This story isn’t specifically art-related, but it has provided further inspiration for my monarch butterfly series of drawings, so it’s worth sharing!
On November 8, 2013 I was harvesting seeds from a milkweed in our front-yard garden, and was astonished to discover a monarch butterfly caterpillar on it. I kept looking and found a total of five! Three things were remarkable about this: 1) it’s the first time in my life I’ve been fortunate enough to find monarch caterpillars, even in all my years growing up on the farm, 2) November is many weeks past the time for caterpillars, and 3) they were all on one large butterfly weed (milkweed). It meant that a female monarch found our front yard milkweeds while migrating to the overwintering site in Santa Cruz.
One of the five caterpillars on butterfly weed.
I checked on them often over the next three days. Sometimes I couldn’t find them all no matter how hard I looked, and I worried that they’d been eaten or died, but then they’d turn up again later on a different part of the plant. I was amused at how their little antennae bobbled with each bite of leaf.
On November 18 the temperature plummeted. The highs were only in the mid 40s, lows below freezing. I had to bring them indoors or they would’ve died. I did some reading and set them up with several clippings of fresh milkweed in a narrow-necked bottle of water, inside a 5-gallon bucket with mesh over the top (to keep them from wandering off). They were eating machines! All they did was eat and poop–every morning I had to supply more milkweed clippings and replace the paper towel in the bottom of the bucket. The milkweed plant outside was dying back quickly, so I worried that I might not have enough to see them through to chrysalis stage.
On November 23 over a span of two days, all five stopped eating, climbed up the inside of the bucket, attached to the mesh, hung down and turned into chrysalises.
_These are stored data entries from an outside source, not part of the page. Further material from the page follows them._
use std::rc::Rc;

use crate::api::RagApiClient;
use crate::components::rag_interface::RagInterface;
use yew::{html, Component, Context, Html};

pub struct App {
    client: Rc<RagApiClient>,
}

impl Component for App {
    type Message = ();
    type Properties = ();

    fn create(_ctx: &Context<Self>) -> Self {
        Self {
            client: Rc::new(RagApiClient::from_build_env()),
        }
    }

    fn view(&self, _ctx: &Context<Self>) -> Html {
        html! {
            <RagInterface client={self.client.clone()} />
        }
    }
}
I didn’t get to see the transformation of any of them; no matter how vigilant I was, it happened while I was out of the room. The wait began.
A few hours before the butterfly will emerge, the chrysalis turns transparent.
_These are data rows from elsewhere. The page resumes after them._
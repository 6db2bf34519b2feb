//! Update function of the admin panel.
//!
//! Network calls run in `spawn_local` futures and report back through messages. A busy flag
//! per form (`index_busy`, `uploading`) rejects resubmission while a call is outstanding.

use console_common::api::ValidationError;
use console_common::csv::{is_csv_file, CsvDataset};
use console_common::model::{IndexName, UploadRequest};
use console_common::notify::BannerKind;
use gloo_console::{log, warn};
use gloo_file::futures::read_as_text;
use gloo_file::File;
use yew::platform::spawn_local;
use yew::prelude::*;

use super::helpers::upload_summary;
use super::messages::Msg;
use super::state::AdminPanel;

pub fn update(component: &mut AdminPanel, ctx: &Context<AdminPanel>, msg: Msg) -> bool {
    let props = ctx.props();
    match msg {
        Msg::SetTab(tab) => {
            component.active_tab = tab;
            component.pending_delete = None;
            true
        }

        Msg::UpdateNewIndexName(name) => {
            component.new_index_name = name;
            true
        }
        Msg::CreateIndex => {
            if component.index_busy {
                return false;
            }
            let name = match IndexName::parse(&component.new_index_name) {
                Ok(name) => name,
                Err(err) => {
                    props.on_notify.emit((BannerKind::Error, err.to_string()));
                    return false;
                }
            };
            component.index_busy = true;
            let client = props.client.clone();
            let link = ctx.link().clone();
            spawn_local(async move {
                let result = client.create_index(&name).await;
                link.send_message(Msg::IndexCreated {
                    name: name.to_string(),
                    result,
                });
            });
            true
        }
        Msg::IndexCreated { name, result } => {
            component.index_busy = false;
            match result {
                Ok(ack) => {
                    component.new_index_name.clear();
                    let text = ack
                        .message
                        .unwrap_or_else(|| format!("Index '{name}' created successfully"));
                    props.on_notify.emit((BannerKind::Success, text));
                    props.on_refresh.emit(());
                }
                Err(err) => props.on_notify.emit((BannerKind::Error, err.display_message())),
            }
            true
        }
        Msg::RequestDelete(name) => {
            component.pending_delete = Some(name);
            true
        }
        Msg::CancelDelete => {
            component.pending_delete = None;
            true
        }
        Msg::ConfirmDelete => {
            if component.index_busy {
                return false;
            }
            let Some(name) = component.pending_delete.take() else {
                return false;
            };
            component.index_busy = true;
            let client = props.client.clone();
            let link = ctx.link().clone();
            spawn_local(async move {
                let result = client.delete_index(&name).await;
                link.send_message(Msg::IndexDeleted { name, result });
            });
            true
        }
        Msg::IndexDeleted { name, result } => {
            component.index_busy = false;
            match result {
                Ok(ack) => {
                    let text = ack
                        .message
                        .unwrap_or_else(|| format!("Index '{name}' deleted successfully"));
                    props.on_notify.emit((BannerKind::Success, text));
                    if component.upload_index.as_deref() == Some(name.as_str()) {
                        component.upload_index = None;
                    }
                    props.on_refresh.emit(());
                }
                Err(err) => props.on_notify.emit((BannerKind::Error, err.display_message())),
            }
            true
        }

        Msg::SelectUploadIndex(name) => {
            component.upload_index = (!name.is_empty()).then_some(name);
            true
        }
        Msg::FileChosen(file) => {
            let Some(file) = file else {
                component.clear_file();
                return true;
            };
            let file = File::from(file);
            let file_name = file.name();
            let mime_type = file.raw_mime_type();
            let mime = (!mime_type.is_empty()).then_some(mime_type.as_str());
            if !is_csv_file(&file_name, mime) {
                warn!(format!("rejected {file_name}: not a CSV file"));
                component.reject_file(ValidationError::NotCsv(file_name));
                return true;
            }
            let generation = component.reads.next();
            component.reading = true;
            component.file_error = None;

            let link = ctx.link().clone();
            spawn_local(async move {
                let result = read_as_text(&file).await.map_err(|err| err.to_string());
                link.send_message(Msg::FileRead {
                    generation,
                    file_name,
                    mime_type,
                    result,
                });
            });
            true
        }
        Msg::FileRead {
            generation,
            file_name,
            mime_type,
            result,
        } => {
            if !component.reads.is_current(generation) {
                log!(format!("discarding stale read of {file_name}"));
                return false;
            }
            component.reading = false;

            let text = match result {
                Ok(text) => text,
                Err(err) => {
                    warn!(format!("could not read {file_name}: {err}"));
                    component.dataset = None;
                    component.file_error = Some(format!("Could not read {file_name}: {err}"));
                    return true;
                }
            };
            let mime = (!mime_type.is_empty()).then_some(mime_type.as_str());
            match CsvDataset::load(&file_name, mime, text, component.load_options()) {
                Ok(dataset) => {
                    if !dataset.warnings().is_empty() {
                        warn!(format!(
                            "{file_name}: {} preview rows have an unexpected field count",
                            dataset.warnings().len()
                        ));
                    }
                    component.dataset = Some(dataset);
                    component.show_preview = true;
                }
                Err(err) => {
                    component.dataset = None;
                    component.file_error = Some(err.to_string());
                }
            }
            true
        }
        Msg::SelectContentColumn(column) => match component.dataset.as_mut() {
            Some(dataset) => dataset.select_content_column(&column).is_ok(),
            None => false,
        },
        Msg::SelectIdColumn(column) => match component.dataset.as_mut() {
            Some(dataset) => dataset.select_id_column(Some(&column)).is_ok(),
            None => false,
        },
        Msg::UpdateSource(source) => {
            component.source_tag = source;
            true
        }
        Msg::TogglePreview => {
            component.show_preview = !component.show_preview;
            true
        }
        Msg::ToggleQuotedFields => {
            component.quoted_fields = !component.quoted_fields;
            let options = component.load_options();
            if let Some(dataset) = component.dataset.as_mut() {
                *dataset = dataset.reload(options);
            }
            true
        }
        Msg::Upload => {
            if component.uploading || component.reading {
                return false;
            }
            let Some(dataset) = component.dataset.as_ref() else {
                props.on_notify.emit((BannerKind::Error, "Please select a CSV file".to_string()));
                return false;
            };
            let index = component.upload_index.clone().unwrap_or_default();
            let request =
                match UploadRequest::from_dataset(&index, dataset, Some(&component.source_tag)) {
                    Ok(request) => request,
                    Err(err) => {
                        props.on_notify.emit((BannerKind::Error, err.to_string()));
                        return false;
                    }
                };

            component.uploading = true;
            let client = props.client.clone();
            let link = ctx.link().clone();
            spawn_local(async move {
                let result = client.upload_csv(&request).await;
                link.send_message(Msg::Uploaded(result));
            });
            true
        }
        Msg::Uploaded(result) => {
            component.uploading = false;
            match result {
                Ok(response) => {
                    let file_name = component
                        .dataset
                        .as_ref()
                        .map(|d| d.file_name().to_string())
                        .unwrap_or_default();
                    let index = response
                        .index_name
                        .clone()
                        .or_else(|| component.upload_index.clone())
                        .unwrap_or_default();
                    let text = upload_summary(&file_name, &index, response.document_count());
                    props.on_notify.emit((BannerKind::Success, text));
                    component.clear_file();
                    props.on_refresh.emit(());
                }
                Err(err) => props.on_notify.emit((BannerKind::Error, err.display_message())),
            }
            true
        }
        Msg::ClearFile => {
            component.clear_file();
            true
        }
    }
}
A monarch chrysalis looks like a piece of jade with gold metallic trim.
On December 1, something even more amazing happened: I found two more caterpillars outside! They were even smaller than the other five were when I’d found them, so they hatched after the frost two weeks earlier. I promptly brought them indoors and set them up in a separate bucket.
Normally the chrysalis stage is supposed to last about 10 days, but after 14 days nothing had happened, so I did some more reading. I learned that a temperature below 70 degrees greatly slows their development inside the chrysalis. Aha! We keep our house at 66 degrees while we’re away, so it was our fault. I moved them into my studio with a little space heater to keep them warmer.
On December 11, after 17 days of chrysalises, I awoke to find a brand-new, perfect monarch butterfly waiting for me! By the 13th all five had emerged–two males, three females.
5 new monarchs
We drove them to Santa Cruz on December 15 (it was 70 degrees there), and released them in the monarch sanctuary at Natural Bridges State Beach. It turned into quite an event, as the junior ranger on duty welcomed them as the star attraction for her afternoon program. Several people got to hold a monarch for the first time in their lives. I hope the children always remember!
Leading the crowd to the monarch sanctuary to release my five monarchs.
Several adults and children got to hold the monarchs before they flew to join their cousins.
On December 23 the other two monarchs emerged from their chrysalises. I couldn’t ask for a better Christmas present! The were both males. We drove them to Santa Cruz on December 29 and this time my husband got the release on video.
I hope when spring comes and “my” monarchs migrate out from Santa Cruz, they’ll remember the way back to our yard and stop to visit, maybe even lay eggs of their own. It’s probably wishful thinking! Wherever they go, I’m honored to have been the caretaker that helped seven more monarch butterflies into the world. The population is in severe decline, so they need all the help they can get. I’ll keep drawing monarchs to help raise awareness.
If you want to help, sow milkweed seeds! Milkweed is the only thing monarch caterpillars eat, and there’s not much left thanks to modern agricultural practices and herbicides.
A male released on December 29, 2013 in the sanctuary at Natural Bridges State Beach in Santa Cruz.